A spotter's guide to greenwash – and greenwankHome » Blog » A spotter's guide to greenwash – and greenwank
We're aware of greenwash—but what about greenwank? Kath Dewar wonders about the relevance of some green marketing.
As the business world discovers there’s money and consumer favour to be found in not trashing the planet, most marketers are struggling to catch up. Immersed in the art of promoting style over substance and inventing products for needs you never knew you had, genuine sustainability can take us marketers some getting used to.
From companies who are doing a little, or want to pretend they are, we get greenwash: environmental claims that mislead, distract or exaggerate. I think of greenwash in a range of five deceptive colours:
- Wishy washy claims to be ‘environmentally friendly’ from the likes of fossil fuel supplier OnGas.
- Dodgy labelling. Cheapskates McDonalds choosing Rainforest Alliance rather than credible Fairtrade to promote their coffee conscience.
- Fake-it pictures, to give customers a visual green treat. When Kleenex disposable tissues featured eco-hero Wall-e on their boxes in the US, Greenpeace culture-jammed it brilliantly.
- Over-the-top claims. Did Saab really think they could convince Kiwis their entire fleet is carbon neutral because they were planting a few trees? The Advertising Standards Authority said they shouldn’t have tried.
- Lonely flowers in the desert. It’s great that Westpac staff clean up beaches, the bank is cutting its energy use and plans to encourage suppliers to be more sustainable. And customer education’s a good thing. But I’d sooner they saved the advertising until they had environmental and social criteria for their core business of lending and investing—that would really make a difference.
By confusing customers, and making us all more sceptical, greenwash delays and undermines the real greening we need. Rather than advertising, these companies should first be investing in authentic, demonstrable and substantial change.
Sadly, we also have unhelpful marketing from companies doing brilliant eco-work. They’re rightly proud of what they are doing. But their marketing often gets it wrong.
These beautiful ads and brochures explain the green-features they offer, but are little more than self-indulgent greenwank: comforting descriptions of worthy initiatives that fail to make those initiatives relevant to customers, staff or shareholders.
To be effective, their green marketing needs to explain and celebrate the benefits their sustainability brings to their audiences. In tough economic times, it's marketers’ job to make the relevance of sustainability improvements crystal clear. The success and continuation of the initiatives can depend on it.

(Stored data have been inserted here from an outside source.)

// src/pipeline/report.rs

//! Report generation pipeline: select students, build requests, deliver.

use futures::stream::{self, StreamExt};

use crate::error::{AppError, Result};
use crate::models::{
    DeliveryOutcome, PdfGenerationType, ReportFormat, ReportRequest, StudentFilter, find_column,
};
use crate::services::{ReportClient, ReportRequestBuilder, SelectionTracker, StudentDirectory};
use crate::storage::FileSink;

/// Which students a report run covers.
#[derive(Debug, Clone, Default)]
pub struct SelectionCriteria {
    /// Registration numbers picked explicitly
    pub ids: Vec<String>,
    /// Also select every student the filter lists
    pub all: bool,
    pub filter: StudentFilter,
}

/// Report options as collected from the user.
#[derive(Debug, Clone)]
pub struct ReportOptions {
    /// One request is built per format
    pub formats: Vec<ReportFormat>,
    pub pdf_type: PdfGenerationType,
    pub columns: Vec<String>,
}

/// Resolve a [`SelectionCriteria`] against the directory.
///
/// Explicit ids must exist in the directory; `all` adds the filtered listing
/// on top of them.
pub async fn select_students(
    directory: &StudentDirectory,
    criteria: &SelectionCriteria,
) -> Result<SelectionTracker> {
    let mut selection = SelectionTracker::new();

    if !criteria.ids.is_empty() {
        let (found, missing) = directory.lookup(&criteria.ids).await?;
        if !missing.is_empty() {
            return Err(AppError::validation(format!(
                "unknown registration number(s): {}",
                missing.join(", ")
            )));
        }
        for record in &found {
            if !selection.is_selected(record.id()) {
                selection.toggle(record);
            }
        }
    }

    if criteria.all {
        let listing = directory.fetch_students(&criteria.filter).await?;
        let added = selection.select_all(&listing);
        log::info!("Selected {} of {} listed students", added, listing.len());
    }

    if selection.is_empty() {
        return Err(AppError::validation("no students selected"));
    }
    Ok(selection)
}

/// Build one request per requested format.
pub fn build_requests(options: &ReportOptions, selection: &SelectionTracker) -> Result<Vec<ReportRequest>> {
    if options.formats.is_empty() {
        return Err(AppError::validation("no report format chosen"));
    }
    for column in &options.columns {
        if find_column(column).is_none() {
            return Err(AppError::validation(format!("unknown column '{column}'")));
        }
    }

    let mut requests = Vec::new();
    for format in dedup(&options.formats) {
        let mut builder = ReportRequestBuilder::new();
        builder.set_format(format);
        match format {
            ReportFormat::Pdf => {
                builder.set_pdf_type(options.pdf_type);
            }
            ReportFormat::Excel => {
                for column in dedup(&options.columns) {
                    builder.toggle_column(&column);
                }
            }
        }
        requests.push(builder.build(selection.ids())?);
    }
    Ok(requests)
}

/// Issue every request, at most `max_concurrent` at a time.
///
/// Outcomes come back in request order.
pub async fn run_generate(
    reports: &ReportClient,
    sink: &dyn FileSink,
    requests: &[ReportRequest],
    max_concurrent: usize,
) -> Vec<DeliveryOutcome> {
    stream::iter(requests)
        .map(|request| reports.generate(request, sink))
        .buffered(max_concurrent.max(1))
        .collect::<Vec<_>>()
        .await
}

/// Download individual reports for each id, at most `max_concurrent` at a time.
pub async fn run_download(
    reports: &ReportClient,
    sink: &dyn FileSink,
    ids: &[String],
    max_concurrent: usize,
) -> Vec<DeliveryOutcome> {
    stream::iter(ids)
        .map(|id| reports.download_individual(id, sink))
        .buffered(max_concurrent.max(1))
        .collect::<Vec<_>>()
        .await
}

/// Log each outcome and fail if any delivery failed.
pub fn summarize(outcomes: &[DeliveryOutcome]) -> Result<()> {
    let mut failures = 0;
    for outcome in outcomes {
        match outcome {
            DeliveryOutcome::Failed { message } => {
                failures += 1;
                log::error!("✗ {}", message);
            }
            other => log::info!("✓ {}", other),
        }
    }

    if failures > 0 {
        return Err(AppError::delivery(format!(
            "{} of {} report(s) failed",
            failures,
            outcomes.len()
        )));
    }
    Ok(())
}

fn dedup<T: Clone + PartialEq>(items: &[T]) -> Vec<T> {
    let mut unique: Vec<T> = Vec::with_capacity(items.len());
    for item in items {
        if !unique.contains(item) {
            unique.push(item.clone());
        }
    }
    unique
}

#[cfg(test)]
mod tests {
    use std::sync::{Arc, Mutex};
    use std::time::Duration;

    use async_trait::async_trait;
    use serde_json::Value;
    use tempfile::TempDir;
    use url::Url;

    use super::*;
    use crate::models::{ReportKind, StudentRecord};
    use crate::services::ApiClient;
    use crate::services::testing::{StubTransport, json_response, pdf_response};
    use crate::storage::LocalStorage;
    use crate::utils::http::{Transport, TransportResponse};

    const BASE: &str = "http://records.test/api";

    const LISTING: &str = r#"{"data":[
        {"registered_no":"22A91A6101","name":"Asha","branch":"Information Technology","curr_semester":5,"no_of_failed_subjects":0,"cgpa":8.7},
        {"registered_no":"22A91A6102","name":"Ravi","branch":"Information Technology","curr_semester":5,"no_of_failed_subjects":1,"cgpa":7.2}
    ]}"#;

    fn directory(stub: &Arc<StubTransport>) -> StudentDirectory {
        ApiClient::with_transport(BASE, stub.clone()).unwrap().students()
    }

    /// Answers every request with a document, holding back URLs that
    /// contain `slow` so they complete after the others.
    struct DelayedTransport {
        slow: &'static str,
        completed: Mutex<Vec<String>>,
    }

    impl DelayedTransport {
        fn new(slow: &'static str) -> Self {
            Self {
                slow,
                completed: Mutex::new(Vec::new()),
            }
        }

        async fn reply(&self, url: &Url) -> Result<TransportResponse> {
            if url.as_str().contains(self.slow) {
                tokio::time::sleep(Duration::from_millis(50)).await;
            }
            self.completed.lock().unwrap().push(url.path().to_string());
            if url.path().ends_with(crate::models::EXCEL_REPORT_PATH) {
                Ok(TransportResponse::new(
                    200,
                    Some("application/vnd.openxmlformats-officedocument.spreadsheetml.sheet".into()),
                    None,
                    b"PK\x03\x04".to_vec(),
                ))
            } else {
                Ok(pdf_response(None))
            }
        }
    }

    #[async_trait]
    impl Transport for DelayedTransport {
        async fn get(&self, url: &Url) -> Result<TransportResponse> {
            self.reply(url).await
        }

        async fn post_json(&self, url: &Url, _body: &Value) -> Result<TransportResponse> {
            self.reply(url).await
        }
    }

    fn delivered_names(outcomes: &[DeliveryOutcome]) -> Vec<String> {
        outcomes
            .iter()
            .map(|o| match o {
                DeliveryOutcome::SavedFile { filename, .. } => filename.clone(),
                other => panic!("unexpected outcome {other}"),
            })
            .collect()
    }

    fn selection(ids: &[&str]) -> SelectionTracker {
        let mut tracker = SelectionTracker::new();
        for id in ids {
            tracker.toggle(&StudentRecord {
                registered_no: id.to_string(),
                name: id.to_string(),
                branch: String::new(),
                curr_semester: 1,
                no_of_failed_subjects: 0,
                cgpa: 0.0,
            });
        }
        tracker
    }

    #[test]
    fn builds_one_request_per_format() {
        let options = ReportOptions {
            formats: vec![ReportFormat::Pdf, ReportFormat::Excel, ReportFormat::Pdf],
            pdf_type: PdfGenerationType::Combined,
            columns: vec!["name".into(), "cgpa".into(), "name".into()],
        };

        let requests = build_requests(&options, &selection(&["22A91A6101", "22A91A6102"])).unwrap();

        assert_eq!(requests.len(), 2);
        assert_eq!(
            requests[0].kind(),
            &ReportKind::Pdf {
                generation_type: PdfGenerationType::Combined
            }
        );
        assert_eq!(
            requests[1].kind(),
            &ReportKind::Excel {
                selected_columns: vec!["name".into(), "cgpa".into()]
            }
        );
    }

    #[test]
    fn excel_without_columns_is_rejected() {
        let options = ReportOptions {
            formats: vec![ReportFormat::Excel],
            pdf_type: PdfGenerationType::Individual,
            columns: vec![],
        };
        assert!(build_requests(&options, &selection(&["A"])).is_err());
    }

    #[test]
    fn unknown_column_is_rejected() {
        let options = ReportOptions {
            formats: vec![ReportFormat::Excel],
            pdf_type: PdfGenerationType::Individual,
            columns: vec!["attendance".into()],
        };
        let err = build_requests(&options, &selection(&["A"])).unwrap_err();
        assert!(err.to_string().contains("attendance"));
    }

    #[test]
    fn summarize_reports_failures() {
        let ok = DeliveryOutcome::SavedFile {
            filename: "a.pdf".into(),
            length: 1,
        };
        assert!(summarize(std::slice::from_ref(&ok)).is_ok());
        assert!(summarize(&[ok, DeliveryOutcome::failed("boom")]).is_err());
    }

    #[tokio::test]
    async fn select_rejects_unknown_ids() {
        let stub = Arc::new(StubTransport::new());
        stub.push(Ok(json_response(200, LISTING)));

        let criteria = SelectionCriteria {
            ids: vec!["22A91A6101".into(), "99X00000".into()],
            ..Default::default()
        };
        let err = select_students(&directory(&stub), &criteria).await.unwrap_err();

        assert!(matches!(err, AppError::Validation(_)));
        assert!(err.to_string().contains("99X00000"));
    }

    #[tokio::test]
    async fn select_all_adds_listing_without_duplicates() {
        let stub = Arc::new(StubTransport::new());
        stub.push(Ok(json_response(200, LISTING)));
        stub.push(Ok(json_response(200, LISTING)));

        let criteria = SelectionCriteria {
            ids: vec!["22A91A6102".into()],
            all: true,
            filter: StudentFilter {
                branch: Some("Information Technology".into()),
                semester: None,
            },
        };
        let selection = select_students(&directory(&stub), &criteria).await.unwrap();

        assert_eq!(selection.len(), 2);
        assert_eq!(selection.ids(), ["22A91A6102", "22A91A6101"]);
        let calls = stub.calls();
        assert_eq!(calls.len(), 2);
        assert_eq!(calls[1].url, format!("{BASE}/students?branch=Information+Technology"));
    }

    #[tokio::test]
    async fn select_with_empty_result_is_rejected() {
        let stub = Arc::new(StubTransport::new());
        stub.push(Ok(json_response(200, r#"{"data":[]}"#)));

        let criteria = SelectionCriteria {
            all: true,
            ..Default::default()
        };
        let err = select_students(&directory(&stub), &criteria).await.unwrap_err();
        assert!(matches!(err, AppError::Validation(_)));

        let err = select_students(&directory(&stub), &SelectionCriteria::default())
            .await
            .unwrap_err();
        assert!(matches!(err, AppError::Validation(_)));
        assert_eq!(stub.calls().len(), 1);
    }

    #[tokio::test]
    async fn generate_outcomes_follow_request_order() {
        let transport = Arc::new(DelayedTransport::new(crate::models::PDF_REPORT_PATH));
        let reports = ApiClient::with_transport(BASE, transport.clone()).unwrap().reports();
        let tmp = TempDir::new().unwrap();
        let sink = LocalStorage::new(tmp.path());

        let options = ReportOptions {
            formats: vec![ReportFormat::Pdf, ReportFormat::Excel],
            pdf_type: PdfGenerationType::Combined,
            columns: vec!["name".into()],
        };
        let requests = build_requests(&options, &selection(&["22A91A6101"])).unwrap();

        let outcomes = run_generate(&reports, &sink, &requests, 2).await;

        assert_eq!(
            delivered_names(&outcomes),
            ["Combined_Student_Report.pdf", "Student_Report.xlsx"]
        );
        let completed = transport.completed.lock().unwrap().clone();
        assert!(completed[0].ends_with(crate::models::EXCEL_REPORT_PATH));
    }

    #[tokio::test]
    async fn download_outcomes_follow_id_order() {
        let transport = Arc::new(DelayedTransport::new("22A91A6101"));
        let reports = ApiClient::with_transport(BASE, transport.clone()).unwrap().reports();
        let tmp = TempDir::new().unwrap();
        let sink = LocalStorage::new(tmp.path());
        let ids = vec!["22A91A6101".to_string(), "22A91A6102".to_string()];

        let outcomes = run_download(&reports, &sink, &ids, 4).await;

        assert_eq!(
            delivered_names(&outcomes),
            ["22A91A6101_report.pdf", "22A91A6102_report.pdf"]
        );
        let completed = transport.completed.lock().unwrap().clone();
        assert_eq!(completed[0], "/api/download-pdf/22A91A6102");
        assert!(tmp.path().join("22A91A6101_report.pdf").exists());
    }
}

Of course, the real eco-crims are those companies, and the marketers in them, who continue to use the powerful and persuasive psychology of advertising to convince us we have ever more needs we never knew we had.
The worst example I’ve seen lately is the push to product-ise every day of a woman’s monthly cycle, lest we be less than ‘fresh’. Most of us use enough disposable sanitary product in our lives to line a landfill as it is ($58 million-worth a year in New Zealand) without advertisers trying to convince us we need to protect our knickers every day of the month. But the baby boomers are reaching menopause, so something must be done to keep the tills ringing.
Thank goodness we consumers have the power to vote with our wallets—and to complain to the Advertising Standards Authority and the Commerce Commission when the greenwashers strike.